• _WHAT TO WORK ON_:
Bring together all lines of the material below that contain the string "crates".

• _THE RECORDS_:
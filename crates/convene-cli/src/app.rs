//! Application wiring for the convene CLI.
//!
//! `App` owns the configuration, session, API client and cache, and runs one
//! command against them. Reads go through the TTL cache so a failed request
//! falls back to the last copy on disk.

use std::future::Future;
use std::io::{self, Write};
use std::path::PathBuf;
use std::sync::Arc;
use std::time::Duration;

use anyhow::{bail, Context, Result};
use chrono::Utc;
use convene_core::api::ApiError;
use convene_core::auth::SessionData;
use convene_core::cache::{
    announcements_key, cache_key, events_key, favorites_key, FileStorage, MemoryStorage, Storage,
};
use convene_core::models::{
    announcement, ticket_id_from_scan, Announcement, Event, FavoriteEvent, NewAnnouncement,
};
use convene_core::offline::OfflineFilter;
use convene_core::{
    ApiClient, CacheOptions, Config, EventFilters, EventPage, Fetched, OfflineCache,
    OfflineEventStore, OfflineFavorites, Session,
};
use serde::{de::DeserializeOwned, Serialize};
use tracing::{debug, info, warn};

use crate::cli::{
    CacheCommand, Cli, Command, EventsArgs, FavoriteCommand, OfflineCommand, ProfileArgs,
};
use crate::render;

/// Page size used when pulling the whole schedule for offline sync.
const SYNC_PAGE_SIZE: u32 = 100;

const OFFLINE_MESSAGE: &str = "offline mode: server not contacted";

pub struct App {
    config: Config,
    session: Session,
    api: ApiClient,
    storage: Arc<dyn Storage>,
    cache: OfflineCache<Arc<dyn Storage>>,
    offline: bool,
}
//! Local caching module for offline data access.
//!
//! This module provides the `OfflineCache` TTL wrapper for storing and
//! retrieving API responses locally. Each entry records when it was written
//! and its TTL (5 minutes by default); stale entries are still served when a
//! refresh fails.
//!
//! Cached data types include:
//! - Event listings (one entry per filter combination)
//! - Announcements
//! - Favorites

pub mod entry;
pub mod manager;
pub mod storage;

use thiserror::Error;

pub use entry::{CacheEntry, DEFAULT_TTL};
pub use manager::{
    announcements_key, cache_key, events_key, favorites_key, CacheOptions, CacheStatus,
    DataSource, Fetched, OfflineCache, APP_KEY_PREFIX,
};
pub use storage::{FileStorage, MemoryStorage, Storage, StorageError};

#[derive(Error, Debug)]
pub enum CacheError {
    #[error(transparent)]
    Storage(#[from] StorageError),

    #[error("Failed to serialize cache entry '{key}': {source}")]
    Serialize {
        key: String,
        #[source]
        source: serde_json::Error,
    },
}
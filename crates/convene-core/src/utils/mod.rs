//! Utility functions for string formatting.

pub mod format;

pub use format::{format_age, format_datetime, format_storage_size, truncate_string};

• _SOLUTION TO THE PROBLEM_:
filename crates/convene-cli/src/app.rs
filename crates/convene-core/src/utils/mod.rs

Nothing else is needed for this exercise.